In these reflections on surface we are reminded about how the earth always holds points of contact between our body and the earth's body. Meditating on the place where exhale turns around and becomes inhale, and resting on this. In Gurdjieff's system, air is one of the three foods that sustains the human organism; the other two are the foods themselves and then the impressions we receive. Air is the active force, while food is passive, and the impressions we collect are reconciling. Slowly learning that meaning is not literal, that you might find sincerity in your search for irony.

Most of what we gauge from an artwork comes from the space, and Eastern Bloc was just right, it didn't provide much in the way of showiness.
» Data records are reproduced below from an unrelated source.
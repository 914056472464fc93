//! UI components using egui.

use egui::{RichText, Ui};
use slidekit_core::{
    format_value, render, Separation, Size, Slider, SliderConfig, SliderValue, Status, Variant,
};
use slidekit_widgets::{
    option_row, section_label, separator, sizing, theme, SliderWidget, ToggleButton,
};

/// Actions the controls panel asks the app to perform.
#[derive(Debug, Clone, PartialEq)]
pub enum UiAction {
    SelectStory(usize),
    SetVariant(Variant),
    SetSize(Size),
    SetStatus(Status),
    SetSeparation(Separation),
    SetTooltip(bool),
    SetDisabled(bool),
    /// Re-initialise the value from the current defaults.
    Reset,
}

/// Snapshot of what the controls panel displays.
#[derive(Debug, Clone, Default)]
pub struct UiState {
    pub stories: Vec<String>,
    pub selected: usize,
    pub config: SliderConfig,
}

/// Human-readable form of an `onChange` payload.
pub fn describe_value(value: SliderValue) -> String {
    match value {
        SliderValue::Single(v) => format_value(v),
        SliderValue::Range { start, end } => {
            format!("[{}, {}]", format_value(start), format_value(end))
        }
    }
}

fn labelled<T: Copy>(all: &[T], label: fn(T) -> &'static str) -> Vec<(T, &'static str)> {
    all.iter().map(|v| (*v, label(*v))).collect()
}

/// Render the story list and args controls.
pub fn render_controls(ui: &mut Ui, state: &UiState) -> Vec<UiAction> {
    let mut actions = Vec::new();
    let config = &state.config;

    section_label(ui, "Stories");
    for (index, name) in state.stories.iter().enumerate() {
        if ToggleButton::new(name, index == state.selected)
            .min_width(140.0)
            .show(ui)
        {
            actions.push(UiAction::SelectStory(index));
        }
    }

    separator(ui);

    section_label(ui, "Variant");
    let mut variant = config.variant;
    if option_row(ui, &labelled(&Variant::ALL, Variant::label), &mut variant) {
        actions.push(UiAction::SetVariant(variant));
    }

    section_label(ui, "Size");
    let mut size = config.size;
    if option_row(ui, &labelled(&Size::ALL, Size::label), &mut size) {
        actions.push(UiAction::SetSize(size));
    }

    section_label(ui, "Status");
    let mut status = config.status;
    if option_row(ui, &labelled(&Status::ALL, Status::label), &mut status) {
        actions.push(UiAction::SetStatus(status));
    }

    section_label(ui, "Separation");
    let mut separation = config.separation;
    if option_row(ui, &labelled(&Separation::ALL, Separation::label), &mut separation) {
        actions.push(UiAction::SetSeparation(separation));
    }

    separator(ui);

    ui.horizontal(|ui| {
        if ToggleButton::new("Tooltip", config.tooltip).show(ui) {
            actions.push(UiAction::SetTooltip(!config.tooltip));
        }
        if ToggleButton::new("Disabled", config.disabled).show(ui) {
            actions.push(UiAction::SetDisabled(!config.disabled));
        }
        if ToggleButton::new("Reset", false).show(ui) {
            actions.push(UiAction::Reset);
        }
    });

    actions
}

/// Render the live slider with its current value and last notification.
pub fn render_central(ui: &mut Ui, slider: &mut Slider, last_change: Option<SliderValue>) {
    ui.add_space(48.0);
    SliderWidget::new(slider).width(sizing::SLIDER_WIDTH).show(ui);
    ui.add_space(16.0);

    ui.label(RichText::new(format!("Value: {}", describe_value(slider.value()))).color(theme::TEXT));
    let notified = last_change.map_or_else(|| "none".to_string(), describe_value);
    ui.label(RichText::new(format!("onChange: {notified}")).color(theme::TEXT_MUTED));
    ui.label(RichText::new(format!("Status: {}", slider.status().label())).color(theme::TEXT_MUTED));

    ui.add_space(8.0);
    ui.collapsing("Markup", |ui| {
        ui.code(render(slider).to_html());
    });
}

#[cfg(test)]
mod tests {
    use super::*;

    #[test]
    fn test_describe_value() {
        assert_eq!(describe_value(SliderValue::Single(50.0)), "50");
        assert_eq!(describe_value(SliderValue::Single(2.5)), "2.5");
        assert_eq!(
            describe_value(SliderValue::Range { start: 20.0, end: 80.0 }),
            "[20, 80]"
        );
    }

    #[test]
    fn test_labelled_options() {
        let options = labelled(&Variant::ALL, Variant::label);
        assert_eq!(options.len(), 3);
        assert_eq!(options[0].0, Variant::Continuous);
        assert_eq!(options[0].1, Variant::Continuous.label());
    }
}
//! Errors raised at the configuration boundary.
//!
//! Slider values never produce errors: out-of-range or malformed input is
//! clamped or ignored. Only parsing configuration and loading story
//! presets can fail.

use thiserror::Error;

/// Configuration and preset errors.
#[derive(Debug, Error)]
pub enum SliderError {
    #[error("Unknown slider variant: {0}")]
    InvalidVariant(String),
    #[error("Unknown slider size: {0} (expected small, large, 24 or 32)")]
    InvalidSize(String),
    #[error("Unknown slider status: {0}")]
    InvalidStatus(String),
    #[error("Unknown separation: {0} (expected unit or step)")]
    InvalidSeparation(String),
    #[error("Story not found: {0}")]
    StoryNotFound(String),
    #[error("Parse error: {0}")]
    Parse(#[from] serde_json::Error),
    #[error("IO error: {0}")]
    Io(#[from] std::io::Error),
}

/// Result type for configuration operations.
pub type SliderResult<T> = Result<T, SliderError>;
//! Slidekit showcase entry point (native).

use std::path::PathBuf;
use std::process::ExitCode;

use clap::Parser;
use slidekit_app::{render_story, ShowcaseApp};
use slidekit_core::{SliderResult, StoryBook};

#[derive(Parser)]
#[command(name = "slidekit", about = "Slidekit slider showcase")]
struct Cli {
    /// Load stories from a JSON file instead of the built-in presets.
    #[arg(long)]
    stories: Option<PathBuf>,

    /// Print the named story's markup as HTML and exit.
    #[arg(long, value_name = "STORY")]
    render: Option<String>,
}

fn load_book(path: Option<&PathBuf>) -> SliderResult<StoryBook> {
    match path {
        Some(path) => StoryBook::load(path),
        None => Ok(StoryBook::builtin()),
    }
}

fn main() -> ExitCode {
    env_logger::init();
    let cli = Cli::parse();

    let book = match load_book(cli.stories.as_ref()) {
        Ok(book) => book,
        Err(e) => {
            log::error!("Failed to load stories: {}", e);
            return ExitCode::FAILURE;
        }
    };

    if let Some(name) = cli.render {
        return match render_story(&book, &name) {
            Ok(html) => {
                println!("{html}");
                ExitCode::SUCCESS
            }
            Err(e) => {
                log::error!("{}", e);
                eprintln!("error: {e}");
                ExitCode::FAILURE
            }
        };
    }

    log::info!("Starting Slidekit showcase with {} stories", book.len());
    match ShowcaseApp::new(book).run() {
        Ok(()) => ExitCode::SUCCESS,
        Err(e) => {
            log::error!("Showcase exited with error: {}", e);
            ExitCode::FAILURE
        }
    }
}
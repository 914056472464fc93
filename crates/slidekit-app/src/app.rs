//! Showcase application state and the eframe shell.

use std::cell::RefCell;
use std::rc::Rc;

use slidekit_core::{render, Slider, SliderResult, SliderValue, StoryBook};
use slidekit_widgets::panel_frame;

use crate::ui::{render_central, render_controls, UiAction, UiState};

/// Render a story's markup as HTML.
pub fn render_story(book: &StoryBook, name: &str) -> SliderResult<String> {
    let story = book.find(name)?;
    Ok(render(&story.slider()).to_html())
}

/// The storybook-style showcase.
pub struct ShowcaseApp {
    book: StoryBook,
    selected: usize,
    slider: Slider,
    /// Last payload delivered to the slider's change callback.
    last_change: Rc<RefCell<Option<SliderValue>>>,
}

impl ShowcaseApp {
    pub fn new(book: StoryBook) -> Self {
        let last_change = Rc::new(RefCell::new(None));
        let slider = build_slider(&book, 0, &last_change);
        Self {
            book,
            selected: 0,
            slider,
            last_change,
        }
    }

    pub fn slider(&self) -> &Slider {
        &self.slider
    }

    pub fn slider_mut(&mut self) -> &mut Slider {
        &mut self.slider
    }

    pub fn selected(&self) -> usize {
        self.selected
    }

    pub fn last_change(&self) -> Option<SliderValue> {
        *self.last_change.borrow()
    }

    pub fn ui_state(&self) -> UiState {
        UiState {
            stories: self.book.names().map(str::to_string).collect(),
            selected: self.selected,
            config: self.slider.config().clone(),
        }
    }

    /// Select a story and rebuild the slider from its args.
    pub fn select(&mut self, index: usize) {
        if index >= self.book.len() {
            log::warn!("No story at index {}", index);
            return;
        }
        self.selected = index;
        self.slider = build_slider(&self.book, index, &self.last_change);
        *self.last_change.borrow_mut() = None;
        log::info!("Selected story {:?}", self.book.stories[index].name);
    }

    pub fn apply(&mut self, action: UiAction) {
        let mut config = self.slider.config().clone();
        match action {
            UiAction::SelectStory(index) => return self.select(index),
            UiAction::Reset => {
                self.slider
                    .reset_defaults(config.default_start, config.default_end);
                *self.last_change.borrow_mut() = None;
                return;
            }
            UiAction::SetVariant(variant) => config.variant = variant,
            UiAction::SetSize(size) => config.size = size,
            UiAction::SetStatus(status) => config.status = status,
            UiAction::SetSeparation(separation) => config.separation = separation,
            UiAction::SetTooltip(tooltip) => config.tooltip = tooltip,
            UiAction::SetDisabled(disabled) => config.disabled = disabled,
        }
        log::info!("Updated args: {:?}", config);
        self.slider.set_config(config);
    }

    /// Open the native showcase window.
    pub fn run(self) -> eframe::Result {
        let native_options = eframe::NativeOptions {
            viewport: egui::ViewportBuilder::default()
                .with_title("Slidekit")
                .with_inner_size([720.0, 480.0]),
            ..Default::default()
        };
        eframe::run_native(
            "Slidekit",
            native_options,
            Box::new(|_cc| Ok(Box::new(self))),
        )
    }
}

fn build_slider(
    book: &StoryBook,
    index: usize,
    sink: &Rc<RefCell<Option<SliderValue>>>,
) -> Slider {
    let config = book
        .stories
        .get(index)
        .map(|story| story.args.clone())
        .unwrap_or_default();
    let sink = Rc::clone(sink);
    Slider::new(config).with_on_change(move |value| {
        log::info!("onChange {:?}", value);
        *sink.borrow_mut() = Some(value);
    })
}

impl eframe::App for ShowcaseApp {
    fn update(&mut self, ctx: &egui::Context, _frame: &mut eframe::Frame) {
        let state = self.ui_state();
        let mut actions = Vec::new();

        egui::SidePanel::left("controls")
            .resizable(false)
            .frame(panel_frame())
            .show(ctx, |ui| {
                actions = render_controls(ui, &state);
            });

        let last_change = self.last_change();
        egui::CentralPanel::default().show(ctx, |ui| {
            ui.vertical_centered(|ui| {
                render_central(ui, &mut self.slider, last_change);
            });
        });

        for action in actions {
            self.apply(action);
        }
    }
}

#[cfg(test)]
mod tests {
    use super::*;
    use slidekit_core::{Handle, SliderCommand, SliderError, Status, Variant};

    #[test]
    fn test_new_selects_first_story() {
        let app = ShowcaseApp::new(StoryBook::builtin());
        assert_eq!(app.selected(), 0);
        assert_eq!(app.slider().variant(), Variant::Continuous);
        assert_eq!(app.last_change(), None);
    }

    #[test]
    fn test_empty_book_uses_default_slider() {
        let mut app = ShowcaseApp::new(StoryBook::default());
        assert_eq!(app.slider().variant(), Variant::Range);
        app.select(3);
        assert_eq!(app.selected(), 0);
    }

    #[test]
    fn test_change_callback_records_payload() {
        let mut app = ShowcaseApp::new(StoryBook::builtin());
        app.slider_mut().apply(SliderCommand::Drag {
            handle: Handle::Start,
            raw: 70.0,
        });
        assert_eq!(app.last_change(), Some(SliderValue::Single(70.0)));
    }

    #[test]
    fn test_select_story_rebuilds_slider() {
        let mut app = ShowcaseApp::new(StoryBook::builtin());
        app.slider_mut().apply(SliderCommand::Drag {
            handle: Handle::Start,
            raw: 70.0,
        });
        app.apply(UiAction::SelectStory(2));
        assert_eq!(app.selected(), 2);
        assert_eq!(app.last_change(), None);
        assert_eq!(
            app.slider().value(),
            SliderValue::Range { start: 20.0, end: 80.0 }
        );

        // the rebuilt slider still reports changes
        app.slider_mut().apply(SliderCommand::Drag {
            handle: Handle::End,
            raw: 90.0,
        });
        assert_eq!(
            app.last_change(),
            Some(SliderValue::Range { start: 20.0, end: 90.0 })
        );
    }

    #[test]
    fn test_controls_update_config() {
        let mut app = ShowcaseApp::new(StoryBook::builtin());
        app.apply(UiAction::SetVariant(Variant::Range));
        assert_eq!(app.slider().variant(), Variant::Range);
        assert!(matches!(app.slider().value(), SliderValue::Range { .. }));

        app.apply(UiAction::SetStatus(Status::Active));
        assert_eq!(app.slider().status(), Status::Active);

        app.apply(UiAction::SetDisabled(true));
        assert!(app.slider().is_disabled());
        assert!(app.ui_state().config.disabled);
    }

    #[test]
    fn test_presentation_controls_keep_value() {
        let mut app = ShowcaseApp::new(StoryBook::builtin());
        app.slider_mut().apply(SliderCommand::Drag {
            handle: Handle::Start,
            raw: 70.0,
        });
        app.apply(UiAction::SetTooltip(true));
        app.apply(UiAction::SetSize(slidekit_core::Size::Large));
        assert_eq!(app.slider().value(), SliderValue::Single(70.0));
        assert!(app.slider().config().tooltip);
        assert_eq!(app.last_change(), Some(SliderValue::Single(70.0)));
    }

    #[test]
    fn test_reset_restores_defaults() {
        let mut app = ShowcaseApp::new(StoryBook::builtin());
        app.slider_mut().apply(SliderCommand::Drag {
            handle: Handle::Start,
            raw: 10.0,
        });
        app.apply(UiAction::Reset);
        assert_eq!(app.slider().value(), SliderValue::Single(50.0));
        assert_eq!(app.last_change(), None);
    }

    #[test]
    fn test_render_story() {
        let book = StoryBook::builtin();
        let html = render_story(&book, "range").unwrap();
        assert!(html.starts_with("<div class=\"slider-container"));
        assert!(html.contains("min-slider-wrapper"));

        let err = render_story(&book, "Vertical").unwrap_err();
        assert!(matches!(err, SliderError::StoryNotFound(_)));
    }
}
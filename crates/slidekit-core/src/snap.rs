//! Step snapping and marker generation.
//!
//! Values snap the way a native range input sanitizes them: clamp into the
//! bounds, round to the nearest `min + k * step` (ties go up), and never
//! exceed the last step position that fits below `max`.

use crate::bounds::Bounds;
use crate::config::Variant;

/// Upper limit on generated step markers.
pub const MAX_MARKERS: usize = 1000;

/// Tolerance used when deciding whether `max` sits exactly on a step.
const STEP_EPSILON: f64 = 1e-9;

/// Most fraction digits kept when cleaning up step arithmetic.
const MAX_DECIMALS: usize = 15;

/// Fraction digits in the shortest decimal form of `value`.
fn decimals(value: f64) -> i32 {
    if !value.is_finite() {
        return 0;
    }
    let text = value.to_string();
    let digits = text
        .split_once('.')
        .map_or(0, |(_, fraction)| fraction.len().min(MAX_DECIMALS));
    digits as i32
}

/// Decimal precision of the grid `min + k * step`.
pub fn step_decimals(bounds: &Bounds, step: f64) -> i32 {
    decimals(step).max(decimals(bounds.min))
}

/// Round to `decimals` fraction digits, dropping float noise such as
/// `0.30000000000000004`.
fn round_to(value: f64, decimals: i32) -> f64 {
    let factor = 10f64.powi(decimals);
    let scaled = value * factor;
    // beyond 2^53 the scaled value has no fraction left to clean up
    if !scaled.is_finite() || scaled.abs() >= 9.0e15 {
        return value;
    }
    scaled.round() / factor
}

/// Snap granularity used for a variant.
///
/// Only the discrete variant snaps to `step`; continuous and range inputs
/// move in whole units.
pub fn granularity(variant: Variant, step: f64) -> f64 {
    match variant {
        Variant::Discrete => step,
        Variant::Continuous | Variant::Range => 1.0,
    }
}

/// Number of whole steps between `bounds.min` and `bounds.max`.
fn whole_steps(bounds: &Bounds, step: f64) -> f64 {
    if bounds.is_degenerate() || !(step > 0.0) {
        return 0.0;
    }
    (bounds.span() / step + STEP_EPSILON).floor()
}

/// The greatest step position `min + k * step` that is `<= max`.
pub fn effective_max(bounds: &Bounds, step: f64) -> f64 {
    let last = bounds.min + whole_steps(bounds, step) * step;
    round_to(last, step_decimals(bounds, step)).min(bounds.max)
}

/// Sanitize a raw value for an input with the given granularity.
pub fn snap_value(raw: f64, bounds: &Bounds, step: f64) -> f64 {
    let clamped = bounds.clamp(raw);
    if bounds.is_degenerate() || !(step > 0.0) {
        return clamped;
    }
    let k = ((clamped - bounds.min) / step + 0.5).floor();
    let snapped = round_to(bounds.min + k * step, step_decimals(bounds, step));
    snapped.min(effective_max(bounds, step)).max(bounds.min)
}

/// Step marker values: `min, min + step, ...` up to the last value `<= max`.
pub fn step_markers(bounds: &Bounds, step: f64) -> Vec<f64> {
    let count = (whole_steps(bounds, step) as usize).saturating_add(1);
    if count > MAX_MARKERS {
        log::warn!(
            "Step {} yields {} markers over {:?}, capping at {}",
            step,
            count,
            bounds,
            MAX_MARKERS
        );
    }
    let precision = step_decimals(bounds, step);
    (0..count.min(MAX_MARKERS))
        .map(|i| round_to(bounds.min + i as f64 * step, precision))
        .collect()
}

/// Coerce raw input text to a number.
///
/// Blank text counts as zero; anything that is not a finite decimal number
/// yields `None`.
pub fn coerce_raw(text: &str) -> Option<f64> {
    let trimmed = text.trim();
    if trimmed.is_empty() {
        return Some(0.0);
    }
    trimmed.parse::<f64>().ok().filter(|v| v.is_finite())
}
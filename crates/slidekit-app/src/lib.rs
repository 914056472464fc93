//! Slidekit showcase application
//!
//! A storybook-style shell around the slider: pick a preset, tweak its
//! args, and watch the widget and its change notifications.

mod app;
mod ui;

pub use app::{render_story, ShowcaseApp};
pub use ui::{render_central, render_controls, UiAction, UiState};
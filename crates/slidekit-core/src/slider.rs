//! The slider component: configuration, owned state and command handling.

use std::fmt;

use crate::bounds::Bounds;
use crate::config::{SliderConfig, Status, Variant};
use crate::geometry::SliderGeometry;
use crate::snap::{coerce_raw, granularity, snap_value};
use crate::state::{initial_value, Handle, PointerEvent, SliderState, SliderValue};

/// Callback invoked with the new value after every user-driven change.
pub type ChangeCallback = Box<dyn FnMut(SliderValue)>;

/// A user interaction applied to a slider.
#[derive(Debug, Clone, PartialEq)]
pub enum SliderCommand {
    /// Move a handle to a numeric value (pointer drag).
    Drag { handle: Handle, raw: f64 },
    /// Move a handle to the value typed or reported as text.
    Input { handle: Handle, raw: String },
    /// Step a handle by a number of increments (keyboard).
    Nudge { handle: Handle, steps: i32 },
    /// Pointer crossed or pressed the container.
    Pointer(PointerEvent),
}

/// A slider instance.
///
/// Owns its state exclusively; every mutation goes through
/// [`Slider::apply`] or [`Slider::reset_defaults`].
pub struct Slider {
    config: SliderConfig,
    state: SliderState,
    on_change: Option<ChangeCallback>,
}

impl fmt::Debug for Slider {
    fn fmt(&self, f: &mut fmt::Formatter<'_>) -> fmt::Result {
        f.debug_struct("Slider")
            .field("config", &self.config)
            .field("state", &self.state)
            .field("on_change", &self.on_change.is_some())
            .finish()
    }
}

impl Default for Slider {
    fn default() -> Self {
        Self::new(SliderConfig::default())
    }
}

impl Slider {
    /// Create a slider initialised from the config's clamped defaults.
    pub fn new(config: SliderConfig) -> Self {
        let state = SliderState::initial(&config);
        log::debug!("New {} slider with {:?}", config.variant, state.value);
        Self {
            config,
            state,
            on_change: None,
        }
    }

    /// Set the change callback.
    pub fn with_on_change(mut self, callback: impl FnMut(SliderValue) + 'static) -> Self {
        self.on_change = Some(Box::new(callback));
        self
    }

    /// Replace (or clear) the change callback.
    pub fn set_on_change(&mut self, callback: Option<ChangeCallback>) {
        self.on_change = callback;
    }

    pub fn config(&self) -> &SliderConfig {
        &self.config
    }

    pub fn state(&self) -> &SliderState {
        &self.state
    }

    pub fn value(&self) -> SliderValue {
        self.state.value
    }

    pub fn status(&self) -> Status {
        self.state.status
    }

    pub fn variant(&self) -> Variant {
        self.config.variant
    }

    pub fn bounds(&self) -> Bounds {
        self.config.bounds()
    }

    pub fn is_disabled(&self) -> bool {
        self.config.disabled
    }

    /// Snap granularity for this slider's inputs.
    pub fn granularity(&self) -> f64 {
        granularity(self.config.variant, self.config.effective_step())
    }

    /// Derived positions for rendering the current state.
    pub fn geometry(&self) -> SliderGeometry {
        SliderGeometry::compute(&self.config, &self.state)
    }

    /// Apply a command. Returns the new value if it changed.
    pub fn apply(&mut self, command: SliderCommand) -> Option<SliderValue> {
        match command {
            SliderCommand::Pointer(event) => {
                self.state.status = self.state.status.after(event);
                None
            }
            SliderCommand::Drag { handle, raw } => self.set_handle(handle, raw),
            SliderCommand::Input { handle, raw } => match coerce_raw(&raw) {
                Some(value) => self.set_handle(handle, value),
                None => {
                    log::debug!("Ignoring non-numeric input {:?}", raw);
                    None
                }
            },
            SliderCommand::Nudge { handle, steps } => {
                let current = self.state.value.get(handle)?;
                self.set_handle(handle, current + f64::from(steps) * self.granularity())
            }
        }
    }

    /// Re-initialise the value from new defaults.
    ///
    /// Owners call this when upstream defaults change. Status is kept and
    /// the change callback is not invoked.
    pub fn reset_defaults(&mut self, start: f64, end: Option<f64>) {
        self.config.default_start = start;
        self.config.default_end = end;
        self.state.value = initial_value(&self.config, start, self.config.raw_default_end());
        log::debug!("Reset defaults to {:?}", self.state.value);
    }

    /// Replace the configuration.
    ///
    /// The value is re-initialised only when bounds, step, separation,
    /// defaults or variant changed; presentation-only changes keep the
    /// current handle positions. The interaction status only follows the
    /// new config when its `status` field differs from the previous one.
    pub fn set_config(&mut self, config: SliderConfig) {
        let status = if config.status != self.config.status {
            config.status
        } else {
            self.state.status
        };
        let value = if config.same_value_domain(&self.config) {
            self.state.value
        } else {
            let value = SliderState::initial(&config).value;
            log::debug!("Config changed value domain, re-initialised to {:?}", value);
            value
        };
        self.config = config;
        self.state = SliderState { value, status };
    }

    fn set_handle(&mut self, handle: Handle, raw: f64) -> Option<SliderValue> {
        if self.config.disabled {
            log::debug!("Slider is disabled, ignoring {:?} -> {}", handle, raw);
            return None;
        }

        let bounds = self.config.bounds();
        let snapped = snap_value(raw, &bounds, self.granularity());
        let sep = self.config.min_separation();

        let next = match (self.state.value, handle) {
            (SliderValue::Single(_), Handle::Start) => SliderValue::Single(snapped),
            (SliderValue::Single(_), Handle::End) => return None,
            (SliderValue::Range { end, .. }, Handle::Start) => SliderValue::Range {
                start: snapped.min(end - sep).max(bounds.min),
                end,
            },
            (SliderValue::Range { start, .. }, Handle::End) => SliderValue::Range {
                start,
                end: snapped.max(start + sep).min(bounds.max),
            },
        };

        if next == self.state.value {
            return None;
        }
        if next.get(handle) != Some(snapped) {
            log::debug!("Clamped {:?} handle from {} to {:?}", handle, raw, next);
        }

        self.state.value = next;
        if let Some(callback) = self.on_change.as_mut() {
            callback(next);
        }
        Some(next)
    }
}
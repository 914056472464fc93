//! Effective value bounds of a slider.

use serde::{Deserialize, Serialize};

/// Ordered `[min, max]` interval a slider's handles move along.
///
/// Always satisfies `min <= max`; construct through [`Bounds::normalized`]
/// so callers may pass a reversed range.
#[derive(Debug, Clone, Copy, PartialEq, Serialize, Deserialize)]
pub struct Bounds {
    pub min: f64,
    pub max: f64,
}

impl Default for Bounds {
    fn default() -> Self {
        Self {
            min: 0.0,
            max: 100.0,
        }
    }
}

impl Bounds {
    /// Build bounds from two raw endpoints in any order.
    pub fn normalized(a: f64, b: f64) -> Self {
        // NaN would poison every comparison downstream
        let a = if a.is_nan() { 0.0 } else { a };
        let b = if b.is_nan() { 0.0 } else { b };
        Self {
            min: a.min(b),
            max: a.max(b),
        }
    }

    /// Width of the interval.
    pub fn span(&self) -> f64 {
        self.max - self.min
    }

    /// Whether the interval has no usable width.
    pub fn is_degenerate(&self) -> bool {
        let span = self.span();
        !span.is_finite() || span <= 0.0
    }

    /// Clamp a value into the interval.
    pub fn clamp(&self, value: f64) -> f64 {
        if value.is_nan() {
            return self.min;
        }
        value.max(self.min).min(self.max)
    }

    /// Check if a value lies inside the interval (inclusive).
    pub fn contains(&self, value: f64) -> bool {
        value >= self.min && value <= self.max
    }

    /// Position of `value` along the track as a percentage (0-100).
    ///
    /// A zero-width interval maps every value to 0%.
    pub fn percent(&self, value: f64) -> f64 {
        if self.is_degenerate() {
            return 0.0;
        }
        (value - self.min) / self.span() * 100.0
    }

    /// Inverse of [`Bounds::percent`] for a fraction in `0.0..=1.0`.
    pub fn value_at(&self, fraction: f64) -> f64 {
        if self.is_degenerate() {
            return self.min;
        }
        self.min + fraction.clamp(0.0, 1.0) * self.span()
    }
}
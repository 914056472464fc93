//! CSS colour parsing.

use egui::Color32;

/// Parse a CSS hex color (`#rgb` or `#rrggbb`) to Color32.
///
/// Anything unparseable falls back to mid gray.
pub fn parse_css_color(color: &str) -> Color32 {
    let fallback = Color32::from_rgb(128, 128, 128);
    let Some(hex) = color.trim().strip_prefix('#') else {
        return fallback;
    };
    if !hex.is_ascii() {
        return fallback;
    }
    let channel = |s: &str| u8::from_str_radix(s, 16).ok();
    let rgb = match hex.len() {
        6 => (channel(&hex[0..2]), channel(&hex[2..4]), channel(&hex[4..6])),
        3 => (
            channel(&hex[0..1]).map(|v| v * 17),
            channel(&hex[1..2]).map(|v| v * 17),
            channel(&hex[2..3]).map(|v| v * 17),
        ),
        _ => return fallback,
    };
    match rgb {
        (Some(r), Some(g), Some(b)) => Color32::from_rgb(r, g, b),
        _ => fallback,
    }
}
From outside, the building was non-descript, one had to know where one was going. Plus, the artists were left to their own devices. I tried to signal little, evade stage managing, in the same way that it’s impossible to disappear, it's impossible to cancel something you're committed to, much as you thought the whole thing would remain a fiction, even once publicly revealed. The art world circulates on a lot of ambiguity, and this is the kind of thing I was hoping not to press on, as it’s the vector taken up by most art that tries to be subversive, that still thinks it’s a spy, travels using the moon as a flashlight, everything is transactional, the archaeology of the void, and on and on -- is this better than the gentrification of peripheral subjects? What can we ever be doing but operating from an inside, even if it is not the inside? The dominant falls into its own suspended absence, it can only exist satirizing itself. The sun sucks us in to orbit around it, hoping for a fairy tale that ends where this time, doubt chews you up and spits you out - walks away empty handed. Drop your tongue from the roof of your mouth, and you are on your way.